Your answer should be the lines below from the one with "for address in" to the one with "wallets: Vec<String>) ->", both included, given again exactly and with nothing added.

Stored items
---+---
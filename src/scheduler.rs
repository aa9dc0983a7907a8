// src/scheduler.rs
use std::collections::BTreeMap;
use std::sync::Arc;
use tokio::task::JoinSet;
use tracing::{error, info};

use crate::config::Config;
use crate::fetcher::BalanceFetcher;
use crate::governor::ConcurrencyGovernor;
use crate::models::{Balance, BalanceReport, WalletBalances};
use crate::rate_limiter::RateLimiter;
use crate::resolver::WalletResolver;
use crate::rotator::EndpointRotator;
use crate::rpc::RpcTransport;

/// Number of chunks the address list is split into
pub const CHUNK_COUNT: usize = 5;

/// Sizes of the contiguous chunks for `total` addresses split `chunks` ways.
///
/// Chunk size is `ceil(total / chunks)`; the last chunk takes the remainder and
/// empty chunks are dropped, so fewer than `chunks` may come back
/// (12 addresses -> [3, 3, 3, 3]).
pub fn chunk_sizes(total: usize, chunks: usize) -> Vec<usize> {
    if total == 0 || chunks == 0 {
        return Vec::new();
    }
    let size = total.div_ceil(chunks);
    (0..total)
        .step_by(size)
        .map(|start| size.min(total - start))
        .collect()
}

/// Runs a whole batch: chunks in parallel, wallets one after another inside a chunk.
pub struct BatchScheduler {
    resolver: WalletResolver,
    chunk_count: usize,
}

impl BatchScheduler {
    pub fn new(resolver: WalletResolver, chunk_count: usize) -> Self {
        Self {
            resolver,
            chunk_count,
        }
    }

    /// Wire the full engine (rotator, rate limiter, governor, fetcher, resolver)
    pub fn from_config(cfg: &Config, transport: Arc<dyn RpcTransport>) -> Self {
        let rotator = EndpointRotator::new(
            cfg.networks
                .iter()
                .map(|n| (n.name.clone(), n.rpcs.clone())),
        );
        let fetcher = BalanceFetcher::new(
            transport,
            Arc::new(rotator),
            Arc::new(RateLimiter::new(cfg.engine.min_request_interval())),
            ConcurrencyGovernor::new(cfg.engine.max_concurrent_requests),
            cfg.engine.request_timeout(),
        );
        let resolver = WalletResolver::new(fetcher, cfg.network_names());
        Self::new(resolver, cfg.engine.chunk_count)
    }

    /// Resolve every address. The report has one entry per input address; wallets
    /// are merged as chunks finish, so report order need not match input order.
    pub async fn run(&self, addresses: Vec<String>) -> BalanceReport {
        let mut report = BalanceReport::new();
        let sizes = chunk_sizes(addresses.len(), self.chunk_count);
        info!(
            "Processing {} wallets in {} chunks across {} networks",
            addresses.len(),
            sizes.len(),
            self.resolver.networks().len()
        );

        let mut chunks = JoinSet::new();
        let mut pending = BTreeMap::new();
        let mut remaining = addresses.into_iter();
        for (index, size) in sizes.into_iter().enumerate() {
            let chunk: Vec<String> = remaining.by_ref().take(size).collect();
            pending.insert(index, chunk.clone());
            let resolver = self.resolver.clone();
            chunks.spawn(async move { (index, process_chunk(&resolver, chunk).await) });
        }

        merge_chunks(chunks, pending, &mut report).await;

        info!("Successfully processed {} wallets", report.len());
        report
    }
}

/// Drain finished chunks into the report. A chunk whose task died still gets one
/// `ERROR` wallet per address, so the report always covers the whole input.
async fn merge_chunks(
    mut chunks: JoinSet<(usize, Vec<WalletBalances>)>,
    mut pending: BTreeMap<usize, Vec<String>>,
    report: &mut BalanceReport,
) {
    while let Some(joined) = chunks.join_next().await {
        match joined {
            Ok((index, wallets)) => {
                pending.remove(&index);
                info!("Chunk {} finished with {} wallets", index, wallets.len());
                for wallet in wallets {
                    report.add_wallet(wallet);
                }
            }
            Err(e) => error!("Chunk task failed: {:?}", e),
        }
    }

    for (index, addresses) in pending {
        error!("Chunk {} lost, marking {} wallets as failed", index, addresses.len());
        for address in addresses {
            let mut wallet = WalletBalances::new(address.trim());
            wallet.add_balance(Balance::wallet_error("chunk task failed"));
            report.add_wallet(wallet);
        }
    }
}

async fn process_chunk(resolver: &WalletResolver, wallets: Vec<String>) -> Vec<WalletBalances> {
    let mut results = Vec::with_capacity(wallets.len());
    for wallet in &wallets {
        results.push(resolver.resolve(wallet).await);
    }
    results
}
---+---
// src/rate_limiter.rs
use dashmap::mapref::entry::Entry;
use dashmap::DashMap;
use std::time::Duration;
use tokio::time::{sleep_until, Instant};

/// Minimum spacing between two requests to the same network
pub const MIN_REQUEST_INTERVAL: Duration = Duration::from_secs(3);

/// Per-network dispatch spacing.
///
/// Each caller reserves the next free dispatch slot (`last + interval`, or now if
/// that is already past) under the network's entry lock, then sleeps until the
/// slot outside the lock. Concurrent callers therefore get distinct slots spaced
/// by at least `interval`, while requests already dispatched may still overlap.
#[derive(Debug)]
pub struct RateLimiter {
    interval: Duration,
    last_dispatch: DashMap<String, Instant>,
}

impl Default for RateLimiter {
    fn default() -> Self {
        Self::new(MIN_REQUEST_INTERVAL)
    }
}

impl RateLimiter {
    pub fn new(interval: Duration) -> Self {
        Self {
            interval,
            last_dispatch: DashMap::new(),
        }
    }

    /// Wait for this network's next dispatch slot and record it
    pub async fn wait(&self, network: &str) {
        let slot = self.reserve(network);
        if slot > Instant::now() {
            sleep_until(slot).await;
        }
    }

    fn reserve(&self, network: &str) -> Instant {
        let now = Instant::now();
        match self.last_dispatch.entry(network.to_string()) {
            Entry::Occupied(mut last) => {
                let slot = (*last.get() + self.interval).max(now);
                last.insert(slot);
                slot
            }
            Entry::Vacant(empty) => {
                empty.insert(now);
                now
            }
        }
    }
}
---+---
#### ANSWER SPACE
        for address in addresses {
            let mut wallet = WalletBalances::new(address.trim());
            wallet.add_balance(Balance::wallet_error("chunk task failed"));
            report.add_wallet(wallet);
        }
    }
}

async fn process_chunk(resolver: &WalletResolver, wallets: Vec<String>) -> Vec<WalletBalances> {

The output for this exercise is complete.